If the prospect of paying $4 a gallon for gas is pretty unpleasant, spare a thought for consumers in Europe, who also have to contend with higher taxes. That means drivers in the U.K. pay a whopping $9.50 a gallon, reports CBS News correspondent Sheila MacVicar.

"It's ridiculous, really," one British motorist said. "It's getting to, 'is it really worth having a car?'"

What makes this surge in the price of oil different from past peaks is that it comes as consumers are already trying to cut their fuel consumption.

"In Western Europe and in the U.S. at the moment, oil demand is actually year-on-year falling," said Leo Drollas of the Centre for Global Energy Studies.

But oil-producing nations have cut production and the booming economies in India and China are soaking up any shortfall in demand.

Just as the price of a barrel of oil has been rising - from $56 a barrel in October 2006 to more than $110 today - the dollar has been dropping: Worth 80 Euro cents a year-and-a-half ago, and just 64 Euro cents today.

The dollar has lost value because the Federal Reserve continues to cut interest rates, the U.S. trade deficit is growing and international confidence has been shaken by the U.S. credit crisis.

A lower dollar helps makes oil a very attractive investment.

So in the commodity houses, the talk is of hot money flooding into the market: Pension funds, hedge funds.

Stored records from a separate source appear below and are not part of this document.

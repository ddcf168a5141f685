//! HTTP client with per-host politeness delay and retry with backoff.

use std::collections::HashMap;
use std::time::Duration;

use tokio::sync::Mutex;
use tokio::time::Instant;
use url::Url;

use crate::error::{Error, Result};

/// Base delay for the retry backoff.
const BACKOFF_BASE: Duration = Duration::from_secs(1);
/// Backoff is capped here.
const BACKOFF_CAP: Duration = Duration::from_secs(30);
/// Attempts per request before giving up.
const MAX_ATTEMPTS: u32 = 5;

const USER_AGENT: &str = concat!("scansift/", env!("CARGO_PKG_VERSION"));

/// HTTP client shared by crawlers and the fetcher.
pub struct HttpClient {
    client: reqwest::Client,
    per_host_delay: Duration,
    last_request: Mutex<HashMap<String, Instant>>,
}

impl HttpClient {
    pub fn new(timeout: Duration, per_host_delay: Duration) -> Result<Self> {
        let client = reqwest::Client::builder()
            .user_agent(USER_AGENT)
            .timeout(timeout)
            .gzip(true)
            .build()
            .map_err(|e| Error::Internal(format!("failed to build HTTP client: {e}")))?;
        Ok(Self {
            client,
            per_host_delay,
            last_request: Mutex::new(HashMap::new()),
        })
    }

    /// Politeness: wait until the per-host delay since the previous
    /// request to the same host has elapsed.
    async fn acquire(&self, url: &str) {
        let Some(host) = Url::parse(url)
            .ok()
            .and_then(|u| u.host_str().map(|h| h.to_string()))
        else {
            return;
        };

        let wait = {
            let mut last = self.last_request.lock().await;
            let now = Instant::now();
            let wait = last
                .get(&host)
                .map(|prev| (*prev + self.per_host_delay).saturating_duration_since(now))
                .unwrap_or(Duration::ZERO);
            last.insert(host, now + wait);
            wait
        };
        if !wait.is_zero() {
            tokio::time::sleep(wait).await;
        }
    }

    /// Single GET with the politeness delay applied; no retries.
    pub async fn get(&self, url: &str, accept: Option<&str>) -> Result<reqwest::Response> {
        self.acquire(url).await;
        let mut request = self.client.get(url);
        if let Some(accept) = accept {
            request = request.header("Accept", accept);
        }
        let response = request.send().await?;
        classify_status(url, &response)?;
        Ok(response)
    }

    /// GET with exponential backoff on transient failures.
    pub async fn get_with_retry(&self, url: &str, accept: Option<&str>) -> Result<reqwest::Response> {
        let mut attempt = 0;
        loop {
            match self.get(url, accept).await {
                Ok(response) => return Ok(response),
                Err(e) if e.is_transient() && attempt + 1 < MAX_ATTEMPTS => {
                    let delay = backoff_delay(attempt);
                    tracing::debug!(
                        "transient failure fetching {} (attempt {}): {}; retrying in {:?}",
                        url,
                        attempt + 1,
                        e,
                        delay
                    );
                    tokio::time::sleep(delay).await;
                    attempt += 1;
                }
                Err(e) => return Err(e),
            }
        }
    }

    /// Fetch a body as text, retrying transient failures.
    pub async fn get_text(&self, url: &str, accept: Option<&str>) -> Result<String> {
        let response = self.get_with_retry(url, accept).await?;
        Ok(response.text().await?)
    }

    /// Fetch a body as bytes, retrying transient failures.
    pub async fn get_bytes(&self, url: &str) -> Result<Vec<u8>> {
        let response = self.get_with_retry(url, None).await?;
        Ok(response.bytes().await?.to_vec())
    }
}

/// Map HTTP statuses onto the error taxonomy.
fn classify_status(url: &str, response: &reqwest::Response) -> Result<()> {
    let status = response.status();
    if status.is_success() {
        return Ok(());
    }
    let code = status.as_u16();
    if code == 429 || status.is_server_error() {
        Err(Error::TransientUpstream(format!("{url} returned {status}")))
    } else {
        Err(Error::PermanentUpstream(format!("{url} returned {status}")))
    }
}

/// Exponential backoff: base 1s, factor 2, capped at 30s.
pub fn backoff_delay(attempt: u32) -> Duration {
    let delay = BACKOFF_BASE * 2u32.saturating_pow(attempt);
    delay.min(BACKOFF_CAP)
}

And speculators, they've pushed prices up by 20 percent.

The good news? Prices, say analysts, are unlikely to stay this high as demand slows and Saudi Arabia thinks about increasing supply.

The bad news? They're not coming down yet.

Pity the poor cabbies. They have no choice but to take these prices in stride.

"They're scandalous, but what can you do? You've got to have fuel," cab driver Jeff Thomas said. "If you don't have fuel then you don't work. As simple as that."

The message from Britain to consumers in the U.S. is as simple as this: Get used to it!